• [DATA SHOWN]:
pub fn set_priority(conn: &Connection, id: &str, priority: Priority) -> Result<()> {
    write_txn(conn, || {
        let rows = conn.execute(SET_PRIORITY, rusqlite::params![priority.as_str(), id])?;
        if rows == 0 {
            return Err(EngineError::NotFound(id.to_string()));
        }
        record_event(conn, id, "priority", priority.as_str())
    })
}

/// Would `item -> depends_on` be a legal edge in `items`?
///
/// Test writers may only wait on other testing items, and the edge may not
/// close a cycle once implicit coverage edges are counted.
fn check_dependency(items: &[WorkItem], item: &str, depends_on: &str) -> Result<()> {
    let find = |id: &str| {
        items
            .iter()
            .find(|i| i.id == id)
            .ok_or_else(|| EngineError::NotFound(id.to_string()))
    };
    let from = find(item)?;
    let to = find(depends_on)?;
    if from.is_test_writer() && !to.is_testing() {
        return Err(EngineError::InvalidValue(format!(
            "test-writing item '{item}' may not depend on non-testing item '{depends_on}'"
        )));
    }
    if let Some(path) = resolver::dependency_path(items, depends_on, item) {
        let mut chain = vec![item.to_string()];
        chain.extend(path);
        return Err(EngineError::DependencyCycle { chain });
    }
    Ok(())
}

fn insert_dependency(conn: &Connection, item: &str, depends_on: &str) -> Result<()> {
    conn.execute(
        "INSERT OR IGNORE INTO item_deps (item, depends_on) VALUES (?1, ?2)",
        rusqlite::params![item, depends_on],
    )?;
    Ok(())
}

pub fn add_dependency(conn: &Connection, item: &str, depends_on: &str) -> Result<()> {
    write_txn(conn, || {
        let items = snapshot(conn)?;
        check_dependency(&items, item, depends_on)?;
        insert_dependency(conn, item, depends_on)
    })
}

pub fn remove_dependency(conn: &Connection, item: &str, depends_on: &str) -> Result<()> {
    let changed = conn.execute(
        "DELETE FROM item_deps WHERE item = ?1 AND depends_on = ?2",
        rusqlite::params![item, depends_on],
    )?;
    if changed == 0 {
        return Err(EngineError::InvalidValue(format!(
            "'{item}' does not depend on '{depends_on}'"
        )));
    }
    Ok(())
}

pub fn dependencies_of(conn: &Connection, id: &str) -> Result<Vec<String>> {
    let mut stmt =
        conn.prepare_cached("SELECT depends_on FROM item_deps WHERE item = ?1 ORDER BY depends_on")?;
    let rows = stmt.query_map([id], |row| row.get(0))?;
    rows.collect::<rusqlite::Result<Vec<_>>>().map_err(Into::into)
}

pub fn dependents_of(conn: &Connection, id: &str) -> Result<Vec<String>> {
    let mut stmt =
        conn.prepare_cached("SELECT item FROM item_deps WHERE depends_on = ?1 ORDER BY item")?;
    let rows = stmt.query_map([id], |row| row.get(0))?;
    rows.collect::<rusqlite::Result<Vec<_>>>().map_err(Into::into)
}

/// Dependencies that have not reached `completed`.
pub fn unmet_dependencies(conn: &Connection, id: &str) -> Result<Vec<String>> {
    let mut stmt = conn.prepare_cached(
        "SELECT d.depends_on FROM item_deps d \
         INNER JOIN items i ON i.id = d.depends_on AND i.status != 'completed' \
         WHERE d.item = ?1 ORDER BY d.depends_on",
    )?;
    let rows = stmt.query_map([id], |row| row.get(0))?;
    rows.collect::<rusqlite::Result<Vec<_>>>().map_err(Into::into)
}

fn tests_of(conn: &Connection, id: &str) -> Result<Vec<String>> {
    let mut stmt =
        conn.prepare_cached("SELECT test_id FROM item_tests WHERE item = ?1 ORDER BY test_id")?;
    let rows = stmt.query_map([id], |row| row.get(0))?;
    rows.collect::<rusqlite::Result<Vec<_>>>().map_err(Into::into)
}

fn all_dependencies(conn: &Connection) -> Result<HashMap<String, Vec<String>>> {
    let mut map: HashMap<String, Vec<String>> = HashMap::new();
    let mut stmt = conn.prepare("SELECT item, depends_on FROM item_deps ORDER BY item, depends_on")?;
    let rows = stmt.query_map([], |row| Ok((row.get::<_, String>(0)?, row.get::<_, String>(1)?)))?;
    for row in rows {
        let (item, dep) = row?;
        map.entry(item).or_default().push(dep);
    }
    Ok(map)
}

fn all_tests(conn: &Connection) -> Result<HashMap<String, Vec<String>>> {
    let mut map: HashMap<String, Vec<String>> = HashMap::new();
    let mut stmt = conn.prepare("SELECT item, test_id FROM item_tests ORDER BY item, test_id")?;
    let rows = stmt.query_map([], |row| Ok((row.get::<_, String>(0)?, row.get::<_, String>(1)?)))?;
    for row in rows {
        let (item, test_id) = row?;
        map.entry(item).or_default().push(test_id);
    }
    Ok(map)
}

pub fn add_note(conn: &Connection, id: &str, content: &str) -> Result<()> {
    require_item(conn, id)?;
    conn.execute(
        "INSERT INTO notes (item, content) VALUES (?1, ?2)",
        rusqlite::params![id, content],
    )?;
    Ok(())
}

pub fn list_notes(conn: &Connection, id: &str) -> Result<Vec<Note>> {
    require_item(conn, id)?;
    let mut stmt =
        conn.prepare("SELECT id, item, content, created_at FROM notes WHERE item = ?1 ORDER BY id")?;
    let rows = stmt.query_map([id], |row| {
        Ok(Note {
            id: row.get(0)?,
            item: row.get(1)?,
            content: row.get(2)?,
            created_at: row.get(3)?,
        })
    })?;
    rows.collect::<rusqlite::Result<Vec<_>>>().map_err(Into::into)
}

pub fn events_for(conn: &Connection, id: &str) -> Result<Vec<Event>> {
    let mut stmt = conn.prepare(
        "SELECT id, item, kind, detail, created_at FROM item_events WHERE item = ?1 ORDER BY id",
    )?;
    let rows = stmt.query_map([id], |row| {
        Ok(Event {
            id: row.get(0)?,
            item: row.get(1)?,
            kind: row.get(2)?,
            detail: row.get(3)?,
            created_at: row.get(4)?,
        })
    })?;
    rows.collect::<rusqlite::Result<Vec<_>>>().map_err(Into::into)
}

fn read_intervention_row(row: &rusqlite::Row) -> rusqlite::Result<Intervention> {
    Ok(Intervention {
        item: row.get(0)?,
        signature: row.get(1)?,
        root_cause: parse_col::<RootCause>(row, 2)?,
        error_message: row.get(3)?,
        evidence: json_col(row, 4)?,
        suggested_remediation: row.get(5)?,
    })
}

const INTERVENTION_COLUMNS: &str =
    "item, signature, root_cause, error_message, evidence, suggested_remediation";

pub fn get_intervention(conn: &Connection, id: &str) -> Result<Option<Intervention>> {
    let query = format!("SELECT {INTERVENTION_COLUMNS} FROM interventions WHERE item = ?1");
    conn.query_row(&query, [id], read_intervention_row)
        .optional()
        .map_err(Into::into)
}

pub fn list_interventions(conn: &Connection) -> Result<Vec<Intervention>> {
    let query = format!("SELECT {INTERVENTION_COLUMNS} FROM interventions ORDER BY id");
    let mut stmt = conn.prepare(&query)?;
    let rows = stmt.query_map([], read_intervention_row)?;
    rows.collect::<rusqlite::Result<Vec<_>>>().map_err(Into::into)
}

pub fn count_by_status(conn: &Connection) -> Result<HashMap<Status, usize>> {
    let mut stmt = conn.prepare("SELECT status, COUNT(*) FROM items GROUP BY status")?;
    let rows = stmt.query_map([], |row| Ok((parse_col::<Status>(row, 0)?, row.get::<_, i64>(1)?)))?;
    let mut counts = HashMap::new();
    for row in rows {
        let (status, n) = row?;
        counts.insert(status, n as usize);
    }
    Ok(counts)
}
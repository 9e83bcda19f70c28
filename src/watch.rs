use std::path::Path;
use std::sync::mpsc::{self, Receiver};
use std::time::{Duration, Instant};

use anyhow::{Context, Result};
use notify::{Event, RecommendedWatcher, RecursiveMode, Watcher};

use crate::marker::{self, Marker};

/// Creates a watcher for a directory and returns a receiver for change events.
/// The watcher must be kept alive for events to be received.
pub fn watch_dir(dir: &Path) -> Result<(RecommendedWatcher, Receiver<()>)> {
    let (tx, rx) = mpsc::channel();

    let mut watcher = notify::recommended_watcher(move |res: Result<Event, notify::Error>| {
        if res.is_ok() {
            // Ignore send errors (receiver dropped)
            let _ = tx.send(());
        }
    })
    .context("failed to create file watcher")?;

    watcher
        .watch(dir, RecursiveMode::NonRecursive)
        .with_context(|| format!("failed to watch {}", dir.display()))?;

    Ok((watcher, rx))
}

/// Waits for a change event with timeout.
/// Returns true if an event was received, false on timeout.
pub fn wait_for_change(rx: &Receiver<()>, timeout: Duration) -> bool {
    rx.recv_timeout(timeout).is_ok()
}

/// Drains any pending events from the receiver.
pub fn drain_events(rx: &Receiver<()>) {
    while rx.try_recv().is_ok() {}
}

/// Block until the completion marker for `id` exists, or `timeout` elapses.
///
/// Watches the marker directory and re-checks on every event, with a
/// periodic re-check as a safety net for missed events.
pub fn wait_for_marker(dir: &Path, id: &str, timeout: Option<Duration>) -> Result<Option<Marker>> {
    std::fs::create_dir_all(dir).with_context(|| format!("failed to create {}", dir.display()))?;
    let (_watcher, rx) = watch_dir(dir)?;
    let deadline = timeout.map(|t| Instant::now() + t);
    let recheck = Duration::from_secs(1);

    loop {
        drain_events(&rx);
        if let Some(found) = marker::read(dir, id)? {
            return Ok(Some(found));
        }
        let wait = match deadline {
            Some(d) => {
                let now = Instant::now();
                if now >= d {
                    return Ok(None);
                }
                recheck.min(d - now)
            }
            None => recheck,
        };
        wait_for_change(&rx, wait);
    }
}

• [EXERCISE PROMPT]: What this exercise asks for is every line of the data above with the word "entry".

• [YOUR SOLUTION]:
        map.entry(item).or_default().push(dep);
        map.entry(item).or_default().push(test_id);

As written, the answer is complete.